### Exercise brief
Would you please print the data a second time, exactly as it stands?

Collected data
────────────────────────────────────────
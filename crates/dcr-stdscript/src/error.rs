use crate::address::AddressError;
use crate::constants::MAX_DATA_CARRIER_SIZE;

/// Errors returned by the extraction, construction and analysis functions.
///
/// Classification never produces an error, malformed scripts simply classify
/// as non-standard.
#[derive(Debug, Eq, PartialEq, thiserror::Error)]
pub enum Error {
    #[error("malformed script: {0:?}")]
    MalformedScript(bitcoin::script::Error),
    #[error("script {0} is not a multisig script")]
    NotMultisigScript(String),
    #[error("signature script is not push only")]
    NotPushOnly,
    #[error(
        "unable to generate multisig script with {required} required signatures \
        when there are only {available} public keys available"
    )]
    TooManyRequiredSigs { required: usize, available: usize },
    #[error("data size {size} is larger than max allowed size {MAX_DATA_CARRIER_SIZE}")]
    TooMuchNullData { size: usize },
    #[error("push of {0} bytes exceeds the maximum push size")]
    PushTooLarge(usize),
    #[error("unable to generate payment script for nil address")]
    NilAddress,
    #[error("unable to generate payment script for {0}")]
    UnsupportedAddress(&'static str),
    #[error("unsupported script version {0}")]
    UnsupportedScriptVersion(u16),
    #[error("not a stake output")]
    NotStakeOutput,
    #[error("wrong script type")]
    WrongScriptType,
    #[error("bad signature scheme type")]
    BadSignatureScheme,
    #[error(transparent)]
    Address(#[from] AddressError),
}
//! Recovery of destinations and embedded data from output scripts.

use crate::address::{Address, AddressError, SignatureScheme};
use crate::chain_params::ChainParams;
use crate::constants::{DEFAULT_SCRIPT_VERSION, MAX_ALT_PUBKEY_SIZE};
use crate::error::Error;
use crate::multisig::extract_multisig_script_details;
use crate::opcodes::*;
use crate::script_class::ScriptClass;
use crate::standard::{
    classify, extract_pubkey, extract_pubkey_alt_details, extract_pubkey_hash,
    extract_pubkey_hash_alt_details, extract_script_hash,
};
use crate::tokenizer::{Operation, check_script_parses, parse_script};

const LOG_TARGET: &str = "stdscript::extract";

/// Returns the class, the destination addresses and the number of required
/// signatures of a standard output script.
///
/// Public keys and hashes which do not form a valid address are omitted from
/// the result rather than reported as errors. Null data and non-standard
/// scripts have no addresses and require no signatures.
pub fn extract_pk_script_addrs(
    version: u16,
    pk_script: &[u8],
    params: &ChainParams,
) -> Result<(ScriptClass, Vec<Address>, usize), Error> {
    if version != DEFAULT_SCRIPT_VERSION {
        return Err(Error::UnsupportedScriptVersion(version));
    }

    check_script_parses(pk_script)?;

    let class = classify(version, pk_script);

    let mut addrs = Vec::new();
    let mut push_addr = |result: Result<Address, AddressError>| match result {
        Ok(addr) => addrs.push(addr),
        Err(err) => {
            tracing::debug!(target: LOG_TARGET, "Skipping invalid {class} destination: {err}");
        }
    };

    let required_sigs = match class {
        ScriptClass::PubKeyHash => {
            if let Some(hash) = extract_pubkey_hash(pk_script) {
                push_addr(Address::pubkey_hash(hash, params, SignatureScheme::EcdsaSecp256k1));
            }
            1
        }
        ScriptClass::PubKeyHashAlt => {
            if let Some((hash, scheme)) = extract_pubkey_hash_alt_details(pk_script) {
                push_addr(Address::pubkey_hash(hash, params, scheme));
            }
            1
        }
        ScriptClass::PubKey => {
            if let Some(pubkey) = extract_pubkey(pk_script) {
                push_addr(Address::secp256k1_pubkey(pubkey, params));
            }
            1
        }
        ScriptClass::PubKeyAlt => {
            match extract_pubkey_alt_details(pk_script) {
                Some((pubkey, SignatureScheme::Ed25519)) => {
                    push_addr(Address::ed25519_pubkey(pubkey, params))
                }
                Some((pubkey, SignatureScheme::SchnorrSecp256k1)) => {
                    push_addr(Address::schnorr_secp256k1_pubkey(pubkey, params))
                }
                _ => {}
            }
            1
        }
        ScriptClass::ScriptHash => {
            if let Some(hash) = extract_script_hash(pk_script) {
                push_addr(Address::script_hash_from_hash(hash, params));
            }
            1
        }
        ScriptClass::StakeSubmission
        | ScriptClass::StakeGeneration
        | ScriptClass::StakeRevocation
        | ScriptClass::StakeSubmissionChange => {
            // <stake opcode> followed by a P2PKH or P2SH script.
            let (_, stake_addrs, required_sigs) =
                extract_pk_script_addrs(version, &pk_script[1..], params)?;
            addrs.extend(stake_addrs);
            required_sigs
        }
        ScriptClass::MultiSig => {
            let details = extract_multisig_script_details(version, pk_script, true);
            for pubkey in details.pubkeys {
                push_addr(Address::secp256k1_pubkey(pubkey, params));
            }
            details.required_sigs
        }
        ScriptClass::NullData | ScriptClass::NonStandard => 0,
    };

    Ok((class, addrs, required_sigs))
}

/// Returns the value of an operation pushing a single byte, either as a small
/// integer opcode or as `OP_DATA_1`.
fn one_byte_push_value(op: &Operation<'_>) -> Option<usize> {
    match op.opcode {
        OP_1..=OP_16 => Some(as_small_int(op.opcode)),
        OP_DATA_1 => op.data.and_then(|data| data.first()).map(|&b| b as usize),
        _ => None,
    }
}

/// Returns the signature scheme of a pay-to-alt-pubkey or
/// pay-to-alt-pubkey-hash script.
///
/// The shape check is looser than classification: any key under
/// [`MAX_ALT_PUBKEY_SIZE`] bytes and any single byte scheme push are
/// accepted, only the scheme value itself must be an alternative scheme.
pub fn extract_pk_script_alt_sig_type(pk_script: &[u8]) -> Result<SignatureScheme, Error> {
    let ops = parse_script(pk_script)?;

    let is_pubkey_alt = ops.len() == 3
        && ops[0].data_or_empty().len() < MAX_ALT_PUBKEY_SIZE
        && one_byte_push_value(&ops[1]).is_some()
        && ops[2].opcode == OP_CHECKSIGALT;

    let is_pubkey_hash_alt = ops.len() == 6
        && ops[0].opcode == OP_DUP
        && ops[1].opcode == OP_HASH160
        && ops[2].opcode == OP_DATA_20
        && ops[3].opcode == OP_EQUALVERIFY
        && one_byte_push_value(&ops[4]).is_some()
        && ops[5].opcode == OP_CHECKSIGALT;

    let scheme_op = match (is_pubkey_alt, is_pubkey_hash_alt) {
        (true, _) => &ops[1],
        (_, true) => &ops[4],
        _ => return Err(Error::WrongScriptType),
    };

    one_byte_push_value(scheme_op)
        .and_then(SignatureScheme::from_value)
        .filter(|scheme| scheme.is_alt())
        .ok_or(Error::BadSignatureScheme)
}

/// Returns every payload pushed by the script, `OP_0` included as an empty
/// payload. The small integer opcodes `OP_1` through `OP_16` are not data
/// pushes and are skipped.
pub fn pushed_data(script: &[u8]) -> Result<Vec<&[u8]>, Error> {
    Ok(parse_script(script)?
        .into_iter()
        .filter_map(|op| op.data)
        .collect())
}

/// Returns the operand following the first `OP_HASH160` of a P2SH script.
///
/// `None` when there is no `OP_HASH160` or it is not followed by a push.
pub fn get_script_hash_from_p2sh_script(pk_script: &[u8]) -> Result<Option<&[u8]>, Error> {
    let ops = parse_script(pk_script)?;
    Ok(ops
        .iter()
        .position(|op| op.opcode == OP_HASH160)
        .and_then(|index| ops.get(index + 1))
        .and_then(|op| op.data))
}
────────────────────────────────────────
### Output
filename crates/dcr-stdscript/src/error.rs
use crate::address::AddressError;
use crate::constants::MAX_DATA_CARRIER_SIZE;

/// Errors returned by the extraction, construction and analysis functions.
///
/// Classification never produces an error, malformed scripts simply classify
/// as non-standard.
#[derive(Debug, Eq, PartialEq, thiserror::Error)]
pub enum Error {
    #[error("malformed script: {0:?}")]
    MalformedScript(bitcoin::script::Error),
    #[error("script {0} is not a multisig script")]
    NotMultisigScript(String),
    #[error("signature script is not push only")]
    NotPushOnly,
    #[error(
        "unable to generate multisig script with {required} required signatures \
        when there are only {available} public keys available"
    )]
    TooManyRequiredSigs { required: usize, available: usize },
    #[error("data size {size} is larger than max allowed size {MAX_DATA_CARRIER_SIZE}")]
    TooMuchNullData { size: usize },
    #[error("push of {0} bytes exceeds the maximum push size")]
    PushTooLarge(usize),
    #[error("unable to generate payment script for nil address")]
    NilAddress,
    #[error("unable to generate payment script for {0}")]
    UnsupportedAddress(&'static str),
    #[error("unsupported script version {0}")]
    UnsupportedScriptVersion(u16),
    #[error("not a stake output")]
    NotStakeOutput,
    #[error("wrong script type")]
    WrongScriptType,
    #[error("bad signature scheme type")]
    BadSignatureScheme,
    #[error(transparent)]
    Address(#[from] AddressError),
}
//! Recovery of destinations and embedded data from output scripts.

use crate::address::{Address, AddressError, SignatureScheme};
use crate::chain_params::ChainParams;
use crate::constants::{DEFAULT_SCRIPT_VERSION, MAX_ALT_PUBKEY_SIZE};
use crate::error::Error;
use crate::multisig::extract_multisig_script_details;
use crate::opcodes::*;
use crate::script_class::ScriptClass;
use crate::standard::{
    classify, extract_pubkey, extract_pubkey_alt_details, extract_pubkey_hash,
    extract_pubkey_hash_alt_details, extract_script_hash,
};
use crate::tokenizer::{Operation, check_script_parses, parse_script};

const LOG_TARGET: &str = "stdscript::extract";

/// Returns the class, the destination addresses and the number of required
/// signatures of a standard output script.
///
/// Public keys and hashes which do not form a valid address are omitted from
/// the result rather than reported as errors. Null data and non-standard
/// scripts have no addresses and require no signatures.
pub fn extract_pk_script_addrs(
    version: u16,
    pk_script: &[u8],
    params: &ChainParams,
) -> Result<(ScriptClass, Vec<Address>, usize), Error> {
    if version != DEFAULT_SCRIPT_VERSION {
        return Err(Error::UnsupportedScriptVersion(version));
    }

    check_script_parses(pk_script)?;

    let class = classify(version, pk_script);

    let mut addrs = Vec::new();
    let mut push_addr = |result: Result<Address, AddressError>| match result {
        Ok(addr) => addrs.push(addr),
        Err(err) => {
            tracing::debug!(target: LOG_TARGET, "Skipping invalid {class} destination: {err}");
        }
    };

    let required_sigs = match class {
        ScriptClass::PubKeyHash => {
            if let Some(hash) = extract_pubkey_hash(pk_script) {
                push_addr(Address::pubkey_hash(hash, params, SignatureScheme::EcdsaSecp256k1));
            }
            1
        }
        ScriptClass::PubKeyHashAlt => {
            if let Some((hash, scheme)) = extract_pubkey_hash_alt_details(pk_script) {
                push_addr(Address::pubkey_hash(hash, params, scheme));
            }
            1
        }
        ScriptClass::PubKey => {
            if let Some(pubkey) = extract_pubkey(pk_script) {
                push_addr(Address::secp256k1_pubkey(pubkey, params));
            }
            1
        }
        ScriptClass::PubKeyAlt => {
            match extract_pubkey_alt_details(pk_script) {
                Some((pubkey, SignatureScheme::Ed25519)) => {
                    push_addr(Address::ed25519_pubkey(pubkey, params))
                }
                Some((pubkey, SignatureScheme::SchnorrSecp256k1)) => {
                    push_addr(Address::schnorr_secp256k1_pubkey(pubkey, params))
                }
                _ => {}
            }
            1
        }
        ScriptClass::ScriptHash => {
            if let Some(hash) = extract_script_hash(pk_script) {
                push_addr(Address::script_hash_from_hash(hash, params));
            }
            1
        }
        ScriptClass::StakeSubmission
        | ScriptClass::StakeGeneration
        | ScriptClass::StakeRevocation
        | ScriptClass::StakeSubmissionChange => {
            // <stake opcode> followed by a P2PKH or P2SH script.
            let (_, stake_addrs, required_sigs) =
                extract_pk_script_addrs(version, &pk_script[1..], params)?;
            addrs.extend(stake_addrs);
            required_sigs
        }
        ScriptClass::MultiSig => {
            let details = extract_multisig_script_details(version, pk_script, true);
            for pubkey in details.pubkeys {
                push_addr(Address::secp256k1_pubkey(pubkey, params));
            }
            details.required_sigs
        }
        ScriptClass::NullData | ScriptClass::NonStandard => 0,
    };

    Ok((class, addrs, required_sigs))
}

/// Returns the value of an operation pushing a single byte, either as a small
/// integer opcode or as `OP_DATA_1`.
fn one_byte_push_value(op: &Operation<'_>) -> Option<usize> {
    match op.opcode {
        OP_1..=OP_16 => Some(as_small_int(op.opcode)),
        OP_DATA_1 => op.data.and_then(|data| data.first()).map(|&b| b as usize),
        _ => None,
    }
}

/// Returns the signature scheme of a pay-to-alt-pubkey or
/// pay-to-alt-pubkey-hash script.
///
/// The shape check is looser than classification: any key under
/// [`MAX_ALT_PUBKEY_SIZE`] bytes and any single byte scheme push are
/// accepted, only the scheme value itself must be an alternative scheme.
pub fn extract_pk_script_alt_sig_type(pk_script: &[u8]) -> Result<SignatureScheme, Error> {
    let ops = parse_script(pk_script)?;

    let is_pubkey_alt = ops.len() == 3
        && ops[0].data_or_empty().len() < MAX_ALT_PUBKEY_SIZE
        && one_byte_push_value(&ops[1]).is_some()
        && ops[2].opcode == OP_CHECKSIGALT;

    let is_pubkey_hash_alt = ops.len() == 6
        && ops[0].opcode == OP_DUP
        && ops[1].opcode == OP_HASH160
        && ops[2].opcode == OP_DATA_20
        && ops[3].opcode == OP_EQUALVERIFY
        && one_byte_push_value(&ops[4]).is_some()
        && ops[5].opcode == OP_CHECKSIGALT;

    let scheme_op = match (is_pubkey_alt, is_pubkey_hash_alt) {
        (true, _) => &ops[1],
        (_, true) => &ops[4],
        _ => return Err(Error::WrongScriptType),
    };

    one_byte_push_value(scheme_op)
        .and_then(SignatureScheme::from_value)
        .filter(|scheme| scheme.is_alt())
        .ok_or(Error::BadSignatureScheme)
}

/// Returns every payload pushed by the script, `OP_0` included as an empty
/// payload. The small integer opcodes `OP_1` through `OP_16` are not data
/// pushes and are skipped.
pub fn pushed_data(script: &[u8]) -> Result<Vec<&[u8]>, Error> {
    Ok(parse_script(script)?
        .into_iter()
        .filter_map(|op| op.data)
        .collect())
}

/// Returns the operand following the first `OP_HASH160` of a P2SH script.
///
/// `None` when there is no `OP_HASH160` or it is not followed by a push.
pub fn get_script_hash_from_p2sh_script(pk_script: &[u8]) -> Result<Option<&[u8]>, Error> {
    let ops = parse_script(pk_script)?;
    Ok(ops
        .iter()
        .position(|op| op.opcode == OP_HASH160)
        .and_then(|index| ops.get(index + 1))
        .and_then(|op| op.data))
}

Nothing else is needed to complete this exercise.